“While labeling the drug investigation that ended with the disfigurement of a toddler ‘hurried and sloppy,’ a Habersham County grand jury on Monday ruled the law enforcement officers involved should not face criminal charges,” myajc.com reports. Because . . . ? “’Rather than seeing unfeeling or uncaring robots, what has not been seen before by others and talked or written about is that these individuals are suffering as well,’ the jurors wrote. ‘We have seen and heard genuine regret and sadness on the part of the law enforcement officers involved, and we think is it fair and appropriate to point out that they are human beings as well.'” Translation: the Grand Jury thinks it’s OK for ostensibly trained sworn law enforcement officers to screw-up and hurt innocent members of the public as long as the cops’ intentions are good, and they’re remorseful afterwards. Did you know that the flash bang thrown into 19-month-old Bounkham Phonesavanh’s crib detached his nose from his face? It gets worse . . .
The alleged dealer, Wanis Thonetheva, did not reside at the home where the Phonesavahs were temporarily staying after they had been displaced by a fire.
To my mind, the worst part isn’t the raid itself. It’s the fact that the 23-member jury clearly understood just how lame-brained the wrong-house SWAT raid was, from start to finish. AND they understood the changes needed to stop SWAT-mania from getting out of control. Again. Still. And let those responsible skate.
“Much of the problem in this tragic situation involved information and intelligence,” the jurors wrote in their presentment.
They concluded questions were asked about the presence of children in the home but surveillance prior to the raid was lacking.
Jurors also recommended that training for officers using “distraction devices” such as flash bang grenades be required by law. In this case, the officer who threw the grenade did not clear the darkened room beforehand.
“We recommend that whenever reasonably possible, suspects be arrested away from a home when doing so can be accomplished without extra risk to law enforcement and to citizens,” the presentment stated . . .
The jurors criticized the “zeal to hold [drug dealers] accountable,” writing it “must not override cautious and patient judgment.”
So damn what? Does the Grand Jury seriously think that their recommendation will stop SWAT cops from launching no-knock raids against their fellow Americans? Unless criminal courts hold police personal accountability for their actions, things will not change. Here’s the extent of the blowback for the GA cops who initiated, designed and implemented this botched raid.
The jury was critical of the case agent who secured the no-knock warrant and her supervisor on the Mountain Judicial Narcotics Criminal Investigation and Suppression Team.
The case agent has resigned and her supervisor was reassigned with a “significant reduction” in pay. Their names were not disclosed due to “numerous death threats” made against the officers, the jurors wrote.
The panel seemed satisfied with the decision, announced last week, to disband the Habersham task force.
There are those who aren’t satisfied with this. At all.
[criminal defense attorney and former Cobb County prosecutor Phillip] Holloway said this could easily be interpreted as law enforcement looking after its own.

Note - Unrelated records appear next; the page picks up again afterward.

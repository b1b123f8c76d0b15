use crate::StoreError;
use fs2::FileExt;
use std::fs::{File, OpenOptions};
use std::path::Path;

/// Exclusive advisory lock on a file, released on drop.
pub struct FileLock {
    file: File,
}

fn open_lock_file(path: &Path) -> Result<File, StoreError> {
    if let Some(parent) = path.parent() {
        std::fs::create_dir_all(parent)?;
    }
    Ok(OpenOptions::new()
        .create(true)
        .write(true)
        .truncate(false)
        .open(path)?)
}

impl FileLock {
    /// Block until the lock is held.
    pub fn acquire(path: &Path) -> Result<Self, StoreError> {
        let file = open_lock_file(path)?;
        file.lock_exclusive()
            .map_err(|e| StoreError::LockFailed(format!("{}: {e}", path.display())))?;
        Ok(Self { file })
    }

    /// `None` if another holder has the lock.
    pub fn try_acquire(path: &Path) -> Result<Option<Self>, StoreError> {
        let file = open_lock_file(path)?;
        match file.try_lock_exclusive() {
            Ok(()) => Ok(Some(Self { file })),
            Err(_) => Ok(None),
        }
    }
}

impl Drop for FileLock {
    fn drop(&mut self) {
        let _ = self.file.unlock();
    }
}

#[cfg(test)]
mod tests {
    use super::*;

    #[test]
    fn lock_excludes_second_holder_until_dropped() {
        let dir = tempfile::tempdir().unwrap();
        let path = dir.path().join("locks").join("demo.lock");
        let held = FileLock::acquire(&path).unwrap();
        assert!(FileLock::try_acquire(&path).unwrap().is_none());
        drop(held);
        assert!(FileLock::try_acquire(&path).unwrap().is_some());
    }
}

“If an ordinary citizen were to act with the reckless disregard described by this grand jury there can be little doubt that criminal charges would be filed,” he said.
Cops do dangerous work from time to time, but they are “ordinary citizens.” It’s time we stripped the police of their criminal immunity. That will stop all but the most justifiable, cautious and well-planned no-knock raids in their tracks. Yes?